─── Exercise inputs

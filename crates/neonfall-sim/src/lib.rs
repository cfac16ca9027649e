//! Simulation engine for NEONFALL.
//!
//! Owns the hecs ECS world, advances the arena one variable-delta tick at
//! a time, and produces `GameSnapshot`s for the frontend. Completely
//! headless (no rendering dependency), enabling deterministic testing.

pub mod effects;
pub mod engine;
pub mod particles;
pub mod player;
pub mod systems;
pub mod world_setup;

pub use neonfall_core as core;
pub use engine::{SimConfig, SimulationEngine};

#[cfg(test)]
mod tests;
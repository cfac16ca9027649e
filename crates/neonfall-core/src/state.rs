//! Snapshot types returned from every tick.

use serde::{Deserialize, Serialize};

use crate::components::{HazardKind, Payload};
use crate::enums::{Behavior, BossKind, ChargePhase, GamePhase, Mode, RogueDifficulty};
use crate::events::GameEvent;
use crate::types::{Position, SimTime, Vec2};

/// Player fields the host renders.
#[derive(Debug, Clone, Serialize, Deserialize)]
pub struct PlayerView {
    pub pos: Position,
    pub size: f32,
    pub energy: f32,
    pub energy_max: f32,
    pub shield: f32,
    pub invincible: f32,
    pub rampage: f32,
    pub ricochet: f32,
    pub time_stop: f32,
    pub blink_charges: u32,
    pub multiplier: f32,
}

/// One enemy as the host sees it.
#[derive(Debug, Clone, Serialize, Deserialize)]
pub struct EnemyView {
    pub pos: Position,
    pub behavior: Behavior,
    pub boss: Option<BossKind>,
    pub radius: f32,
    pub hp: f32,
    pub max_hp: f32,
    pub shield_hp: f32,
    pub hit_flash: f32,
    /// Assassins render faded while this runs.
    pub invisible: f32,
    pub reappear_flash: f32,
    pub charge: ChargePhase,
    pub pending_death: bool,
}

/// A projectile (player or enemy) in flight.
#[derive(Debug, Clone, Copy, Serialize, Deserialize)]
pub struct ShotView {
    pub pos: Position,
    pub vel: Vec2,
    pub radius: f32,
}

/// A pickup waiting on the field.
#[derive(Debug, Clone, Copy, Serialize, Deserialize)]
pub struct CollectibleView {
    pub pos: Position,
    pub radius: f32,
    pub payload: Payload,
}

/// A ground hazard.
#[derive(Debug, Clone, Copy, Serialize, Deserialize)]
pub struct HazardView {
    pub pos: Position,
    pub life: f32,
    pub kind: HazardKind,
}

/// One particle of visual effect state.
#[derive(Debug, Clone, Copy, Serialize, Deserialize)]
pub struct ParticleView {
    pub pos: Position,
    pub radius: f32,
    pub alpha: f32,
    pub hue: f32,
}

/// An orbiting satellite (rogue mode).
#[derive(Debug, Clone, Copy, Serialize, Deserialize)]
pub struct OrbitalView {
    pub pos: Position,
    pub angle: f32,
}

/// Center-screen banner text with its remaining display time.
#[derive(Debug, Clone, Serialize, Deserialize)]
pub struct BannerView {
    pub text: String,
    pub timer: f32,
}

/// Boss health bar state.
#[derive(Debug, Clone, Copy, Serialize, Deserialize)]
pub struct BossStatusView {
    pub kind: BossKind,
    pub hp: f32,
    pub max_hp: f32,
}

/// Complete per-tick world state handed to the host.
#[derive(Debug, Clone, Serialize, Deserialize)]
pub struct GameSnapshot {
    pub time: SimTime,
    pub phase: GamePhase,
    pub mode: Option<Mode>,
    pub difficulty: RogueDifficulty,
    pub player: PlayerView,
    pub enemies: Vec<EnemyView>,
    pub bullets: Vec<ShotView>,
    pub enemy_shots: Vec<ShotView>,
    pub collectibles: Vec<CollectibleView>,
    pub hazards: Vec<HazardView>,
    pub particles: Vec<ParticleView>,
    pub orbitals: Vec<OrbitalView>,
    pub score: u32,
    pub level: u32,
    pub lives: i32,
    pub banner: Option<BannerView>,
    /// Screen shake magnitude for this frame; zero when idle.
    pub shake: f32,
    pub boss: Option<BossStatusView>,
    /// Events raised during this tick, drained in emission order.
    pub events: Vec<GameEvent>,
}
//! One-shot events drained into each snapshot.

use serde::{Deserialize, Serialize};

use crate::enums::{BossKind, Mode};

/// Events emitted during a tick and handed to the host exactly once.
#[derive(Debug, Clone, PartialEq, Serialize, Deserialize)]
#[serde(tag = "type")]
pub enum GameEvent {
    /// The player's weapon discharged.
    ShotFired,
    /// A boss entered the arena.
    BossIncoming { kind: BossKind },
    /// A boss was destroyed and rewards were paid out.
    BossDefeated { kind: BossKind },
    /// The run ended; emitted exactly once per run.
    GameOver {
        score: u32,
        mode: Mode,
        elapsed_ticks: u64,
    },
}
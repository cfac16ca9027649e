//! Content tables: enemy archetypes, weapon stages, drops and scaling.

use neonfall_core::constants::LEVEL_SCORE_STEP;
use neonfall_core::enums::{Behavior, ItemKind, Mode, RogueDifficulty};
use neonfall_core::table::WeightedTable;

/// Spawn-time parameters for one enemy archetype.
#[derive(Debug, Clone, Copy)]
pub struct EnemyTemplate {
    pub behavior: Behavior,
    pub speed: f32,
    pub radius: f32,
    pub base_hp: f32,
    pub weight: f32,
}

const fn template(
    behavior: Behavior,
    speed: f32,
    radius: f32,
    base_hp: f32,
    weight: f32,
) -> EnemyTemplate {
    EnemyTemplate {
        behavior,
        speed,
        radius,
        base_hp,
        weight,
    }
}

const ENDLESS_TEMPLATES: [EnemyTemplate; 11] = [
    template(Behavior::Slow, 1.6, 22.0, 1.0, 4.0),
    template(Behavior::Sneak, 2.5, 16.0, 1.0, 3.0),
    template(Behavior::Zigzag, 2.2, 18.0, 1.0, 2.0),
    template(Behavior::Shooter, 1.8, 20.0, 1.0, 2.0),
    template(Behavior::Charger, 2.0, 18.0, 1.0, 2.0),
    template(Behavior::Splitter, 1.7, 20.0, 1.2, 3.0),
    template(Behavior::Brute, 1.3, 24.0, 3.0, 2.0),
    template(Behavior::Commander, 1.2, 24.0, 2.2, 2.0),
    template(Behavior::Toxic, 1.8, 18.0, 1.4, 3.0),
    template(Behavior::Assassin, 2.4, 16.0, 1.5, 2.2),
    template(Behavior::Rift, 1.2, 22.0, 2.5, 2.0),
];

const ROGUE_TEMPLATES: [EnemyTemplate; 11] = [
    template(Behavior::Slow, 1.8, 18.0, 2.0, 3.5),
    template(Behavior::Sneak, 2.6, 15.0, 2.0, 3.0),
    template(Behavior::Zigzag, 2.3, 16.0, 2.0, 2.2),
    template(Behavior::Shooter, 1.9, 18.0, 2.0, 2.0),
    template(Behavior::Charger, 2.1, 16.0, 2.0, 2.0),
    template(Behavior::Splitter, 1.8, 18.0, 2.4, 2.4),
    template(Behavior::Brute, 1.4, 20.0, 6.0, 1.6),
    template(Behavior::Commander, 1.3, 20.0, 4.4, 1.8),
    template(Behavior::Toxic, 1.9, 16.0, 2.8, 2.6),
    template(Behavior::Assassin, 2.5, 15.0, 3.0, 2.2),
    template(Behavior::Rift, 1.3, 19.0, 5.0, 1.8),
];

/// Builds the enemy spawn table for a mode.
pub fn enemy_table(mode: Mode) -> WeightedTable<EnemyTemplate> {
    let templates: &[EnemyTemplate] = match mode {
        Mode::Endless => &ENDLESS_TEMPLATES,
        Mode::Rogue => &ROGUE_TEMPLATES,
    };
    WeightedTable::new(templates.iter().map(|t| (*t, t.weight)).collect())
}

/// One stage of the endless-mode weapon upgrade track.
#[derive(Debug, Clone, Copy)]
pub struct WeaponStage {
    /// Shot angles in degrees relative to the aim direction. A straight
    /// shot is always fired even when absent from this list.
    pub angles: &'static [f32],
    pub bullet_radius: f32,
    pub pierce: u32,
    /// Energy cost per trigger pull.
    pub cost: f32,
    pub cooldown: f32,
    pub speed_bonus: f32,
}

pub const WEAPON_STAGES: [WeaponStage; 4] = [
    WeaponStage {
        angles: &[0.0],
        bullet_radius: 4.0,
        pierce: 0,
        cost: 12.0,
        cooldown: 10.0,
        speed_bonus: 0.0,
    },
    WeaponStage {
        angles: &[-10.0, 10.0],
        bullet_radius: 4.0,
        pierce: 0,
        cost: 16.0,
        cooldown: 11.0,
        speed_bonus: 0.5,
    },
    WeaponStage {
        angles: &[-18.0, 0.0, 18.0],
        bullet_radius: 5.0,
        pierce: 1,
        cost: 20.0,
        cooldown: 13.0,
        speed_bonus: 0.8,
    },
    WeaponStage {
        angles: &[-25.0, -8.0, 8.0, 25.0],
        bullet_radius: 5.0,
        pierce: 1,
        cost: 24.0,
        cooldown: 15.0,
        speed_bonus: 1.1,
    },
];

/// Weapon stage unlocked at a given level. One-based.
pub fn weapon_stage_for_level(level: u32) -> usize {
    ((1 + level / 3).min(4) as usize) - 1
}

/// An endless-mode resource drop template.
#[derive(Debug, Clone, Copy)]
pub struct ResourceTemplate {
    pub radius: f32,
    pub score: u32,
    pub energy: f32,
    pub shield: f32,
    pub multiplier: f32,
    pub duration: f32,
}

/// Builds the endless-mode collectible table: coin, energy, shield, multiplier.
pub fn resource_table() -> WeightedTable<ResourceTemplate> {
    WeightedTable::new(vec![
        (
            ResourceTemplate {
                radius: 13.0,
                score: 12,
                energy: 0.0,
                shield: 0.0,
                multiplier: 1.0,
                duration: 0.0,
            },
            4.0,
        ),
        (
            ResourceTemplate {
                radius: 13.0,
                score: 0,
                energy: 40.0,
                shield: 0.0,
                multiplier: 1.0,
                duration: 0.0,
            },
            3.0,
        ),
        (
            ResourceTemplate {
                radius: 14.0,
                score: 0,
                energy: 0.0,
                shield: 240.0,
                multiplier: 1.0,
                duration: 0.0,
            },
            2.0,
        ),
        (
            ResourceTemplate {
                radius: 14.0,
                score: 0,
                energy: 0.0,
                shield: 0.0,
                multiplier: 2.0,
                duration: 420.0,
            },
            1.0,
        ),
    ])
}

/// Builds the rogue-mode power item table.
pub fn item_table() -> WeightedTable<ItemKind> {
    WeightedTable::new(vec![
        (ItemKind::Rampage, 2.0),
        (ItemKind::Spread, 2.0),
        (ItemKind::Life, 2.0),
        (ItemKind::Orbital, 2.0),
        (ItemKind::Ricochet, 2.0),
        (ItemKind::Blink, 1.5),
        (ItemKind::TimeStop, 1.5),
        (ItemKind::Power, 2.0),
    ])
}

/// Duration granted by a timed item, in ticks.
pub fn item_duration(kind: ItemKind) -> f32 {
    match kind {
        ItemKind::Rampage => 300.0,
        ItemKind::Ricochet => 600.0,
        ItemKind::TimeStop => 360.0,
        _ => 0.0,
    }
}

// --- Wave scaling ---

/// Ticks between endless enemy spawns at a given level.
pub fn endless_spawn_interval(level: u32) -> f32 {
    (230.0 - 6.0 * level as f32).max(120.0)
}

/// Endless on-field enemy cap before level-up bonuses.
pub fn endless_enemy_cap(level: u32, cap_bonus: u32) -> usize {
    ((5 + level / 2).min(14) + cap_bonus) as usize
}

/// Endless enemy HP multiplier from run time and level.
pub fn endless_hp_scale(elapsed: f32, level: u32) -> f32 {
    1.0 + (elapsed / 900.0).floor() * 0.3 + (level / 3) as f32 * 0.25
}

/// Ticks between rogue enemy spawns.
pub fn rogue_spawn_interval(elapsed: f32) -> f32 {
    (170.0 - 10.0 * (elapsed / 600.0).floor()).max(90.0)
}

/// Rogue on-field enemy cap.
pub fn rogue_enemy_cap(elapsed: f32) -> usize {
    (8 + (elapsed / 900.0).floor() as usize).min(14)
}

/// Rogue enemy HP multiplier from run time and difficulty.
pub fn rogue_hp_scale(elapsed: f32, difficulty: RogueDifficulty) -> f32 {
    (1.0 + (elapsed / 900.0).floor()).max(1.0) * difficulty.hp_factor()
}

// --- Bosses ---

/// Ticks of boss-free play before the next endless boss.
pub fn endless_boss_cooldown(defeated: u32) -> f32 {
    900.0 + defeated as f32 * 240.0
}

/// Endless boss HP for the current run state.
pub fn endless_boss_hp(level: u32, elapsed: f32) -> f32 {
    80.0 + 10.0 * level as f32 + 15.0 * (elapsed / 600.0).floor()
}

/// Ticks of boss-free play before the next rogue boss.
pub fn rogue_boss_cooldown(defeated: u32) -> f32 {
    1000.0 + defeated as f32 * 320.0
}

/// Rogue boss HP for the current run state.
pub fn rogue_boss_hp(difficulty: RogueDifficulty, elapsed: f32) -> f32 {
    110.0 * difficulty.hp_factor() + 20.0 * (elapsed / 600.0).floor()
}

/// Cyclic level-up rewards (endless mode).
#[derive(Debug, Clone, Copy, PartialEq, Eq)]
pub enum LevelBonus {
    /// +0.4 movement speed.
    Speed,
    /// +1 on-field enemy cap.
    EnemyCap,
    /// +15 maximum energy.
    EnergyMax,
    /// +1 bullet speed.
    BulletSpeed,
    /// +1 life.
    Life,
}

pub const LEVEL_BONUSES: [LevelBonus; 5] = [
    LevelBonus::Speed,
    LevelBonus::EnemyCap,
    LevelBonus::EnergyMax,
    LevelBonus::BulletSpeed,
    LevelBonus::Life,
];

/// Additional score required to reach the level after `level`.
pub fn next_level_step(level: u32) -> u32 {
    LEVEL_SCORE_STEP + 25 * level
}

──────

What you should do — Using the records above, report each line that contains the word "drained" by copying it.

Completed task —
    /// Events raised during this tick, drained in emission order.
//! One-shot events drained into each snapshot.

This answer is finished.